4. Strengthens gluteal muscle flexibility

Strengthening gluteal muscles can increase your performance and reduce the risk of injury. Deep supported squats, Lunges, Glute stretching, Hip flexor stretch, and Piriformis stretch. These five exercises have enhanced gluteus muscle flexibility. Great help.

Maintaining flexibility is key, and it's best to find a professional trainer to help you keep fit

5. Check the bike settings

This is something that can be thought of with the toes. Whether it is to ensure the best performance or to avoid injury, ensuring that the bike is right for you is crucial. Make sure you can ride your bike at any time just by fine-tuning it, and get used to the original settings before making further changes (such as upgrading).
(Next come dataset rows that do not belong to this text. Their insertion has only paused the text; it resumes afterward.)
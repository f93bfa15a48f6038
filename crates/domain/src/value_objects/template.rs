//! Grammar templates - command patterns rooted at a verb
//!
//! Templates are written the way a player would type the command, with
//! typed placeholders standing in for object phrases:
//!
//! - `look`
//! - `take {item}`
//! - `put {item} in {container}`
//!
//! Parsing compiles the text once into a sequence of [`TemplateToken`]s, which
//! is the form the matcher walks.

use serde::{Deserialize, Serialize};
use std::fmt;
use std::str::FromStr;

use super::Kind;
use crate::common::words;
use crate::error::DomainError;

/// One position in a compiled template.
#[derive(Debug, Clone, PartialEq, Eq, Hash)]
pub enum TemplateToken {
    /// A word the command must contain verbatim at this position
    Literal(String),
    /// A run of one or more command words naming an object of this kind
    Slot(Kind),
}

impl TemplateToken {
    pub fn as_literal(&self) -> Option<&str> {
        match self {
            Self::Literal(word) => Some(word),
            Self::Slot(_) => None,
        }
    }

    pub fn as_slot(&self) -> Option<&Kind> {
        match self {
            Self::Literal(_) => None,
            Self::Slot(kind) => Some(kind),
        }
    }
}

/// A parsed grammar template.
///
/// Invariant: `tokens` is non-empty and starts with a literal (the verb).
#[derive(Debug, Clone, PartialEq, Eq, Hash, Serialize, Deserialize)]
#[serde(try_from = "String", into = "String")]
pub struct GrammarTemplate {
    raw: String,
    tokens: Vec<TemplateToken>,
}

impl GrammarTemplate {
    /// Parse template text like `"put {item} in {container}"`.
    ///
    /// Whitespace separates pieces. A `{kind}` piece becomes a slot; every
    /// other piece is tokenized into literal words.
    ///
    /// # Errors
    ///
    /// Returns `DomainError::Parse` if:
    /// - The template has no tokens
    /// - The first token is a slot rather than a verb
    /// - The text does not begin with the verb itself (e.g. `"(look)"`)
    /// - A placeholder has unbalanced braces or an invalid kind
    pub fn parse(text: impl Into<String>) -> Result<Self, DomainError> {
        let raw = text.into().trim().to_string();
        let mut tokens = Vec::new();

        for piece in raw.split_whitespace() {
            if let Some(inner) = piece.strip_prefix('{') {
                let tag = inner.strip_suffix('}').ok_or_else(|| {
                    DomainError::parse(format!(
                        "Unterminated slot placeholder '{}' in template '{}'",
                        piece, raw
                    ))
                })?;
                let kind = Kind::new(tag).map_err(|err| {
                    DomainError::parse(format!(
                        "Invalid slot placeholder '{}' in template '{}': {}",
                        piece, raw, err
                    ))
                })?;
                tokens.push(TemplateToken::Slot(kind));
                continue;
            }

            if piece.contains(|c: char| c == '{' || c == '}') {
                return Err(DomainError::parse(format!(
                    "Stray brace in '{}' of template '{}'",
                    piece, raw
                )));
            }

            tokens.extend(words(piece).map(|word| TemplateToken::Literal(word.to_string())));
        }

        match tokens.first() {
            None => Err(DomainError::parse("Grammar template cannot be empty")),
            Some(TemplateToken::Slot(_)) => Err(DomainError::parse(format!(
                "Grammar template '{}' must start with a verb, not a slot",
                raw
            ))),
            Some(TemplateToken::Literal(verb)) if !raw.starts_with(verb.as_str()) => {
                Err(DomainError::parse(format!(
                    "Grammar template '{}' must begin with its verb '{}'",
                    raw, verb
                )))
            }
            Some(TemplateToken::Literal(_)) => Ok(Self { raw, tokens }),
        }
    }

    /// A copy with every literal word lowercased. Slot kinds are left as written.
    pub fn to_lowercase(&self) -> Self {
        let mut raw = String::with_capacity(self.raw.len());
        let mut in_slot = false;
        for c in self.raw.chars() {
            match c {
                '{' => in_slot = true,
                '}' => in_slot = false,
                _ => {}
            }
            if in_slot {
                raw.push(c);
            } else {
                raw.extend(c.to_lowercase());
            }
        }

        let tokens = self
            .tokens
            .iter()
            .map(|token| match token {
                TemplateToken::Literal(word) => TemplateToken::Literal(word.to_lowercase()),
                TemplateToken::Slot(kind) => TemplateToken::Slot(kind.clone()),
            })
            .collect();

        Self { raw, tokens }
    }

    /// The template text as written (trimmed).
    pub fn raw(&self) -> &str {
        &self.raw
    }

    pub fn tokens(&self) -> &[TemplateToken] {
        &self.tokens
    }

    /// The leading literal.
    pub fn verb(&self) -> &str {
        // Parsing guarantees a leading literal; the fallback is unreachable.
        self.tokens
            .first()
            .and_then(TemplateToken::as_literal)
            .unwrap_or_default()
    }

    /// Every literal word in order, verb included.
    pub fn literals(&self) -> impl Iterator<Item = &str> + '_ {
        self.tokens.iter().filter_map(TemplateToken::as_literal)
    }

    /// Every slot kind in order.
    pub fn slot_kinds(&self) -> impl Iterator<Item = &Kind> + '_ {
        self.tokens.iter().filter_map(TemplateToken::as_slot)
    }

    pub fn slot_count(&self) -> usize {
        self.slot_kinds().count()
    }

    /// Canonical action identifier: literal words joined by `_`.
    ///
    /// `put {item} in {container}` becomes `put_in`.
    pub fn action(&self) -> String {
        self.literals().collect::<Vec<_>>().join("_")
    }

    /// Literal words after the verb joined by single spaces, if any.
    ///
    /// `take {item} out of {container}` yields `"out of"`; `take {item}` yields `None`.
    pub fn preposition(&self) -> Option<String> {
        let rest: Vec<&str> = self.literals().skip(1).collect();
        if rest.is_empty() {
            None
        } else {
            Some(rest.join(" "))
        }
    }
}

impl fmt::Display for GrammarTemplate {
    fn fmt(&self, f: &mut fmt::Formatter<'_>) -> fmt::Result {
        write!(f, "{}", self.raw)
    }
}

impl FromStr for GrammarTemplate {
    type Err = DomainError;

    fn from_str(s: &str) -> Result<Self, Self::Err> {
        Self::parse(s)
    }
}

impl TryFrom<String> for GrammarTemplate {
    type Error = DomainError;

    fn try_from(s: String) -> Result<Self, Self::Error> {
        Self::parse(s)
    }
}

impl From<GrammarTemplate> for String {
    fn from(template: GrammarTemplate) -> String {
        template.raw
    }
}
6. Physiotherapy, Lara, massage

If the actual situation is different from what you expected, you cannot overcome or get rid of the back pain or other pain, you need to find an experienced physiotherapist to determine and find the root cause. They can personally help you with treatment, such as doing myofascial relaxation, deep massage, etc., allowing you to recover freely. They can also teach you how to deal with back pain alone, or help you develop a detailed training plan. Regular exercise massage is very helpful for preventing back pain and accelerating recovery.

Sometimes you have to turn to a professional; if your back pain is always gone, it is time to look for help.

My last suggestion is not to treat backache as an ordinary ride on a mountain. In fact, those who suffered from back pain in our clinic have now recovered. As some riders spent a relatively long period of time, and may be more complicated, but at least there is no way to return to normal. What you need is correct advice and treatment, and there is a rational use of backpacks!

About the original author Phil Mack

Phil Mack himself is a rider and physiotherapist, has 17 years of experience in physical therapy and sports science, and has worked with international professional athletes and teams in countries such as the UK, Australia and South Africa.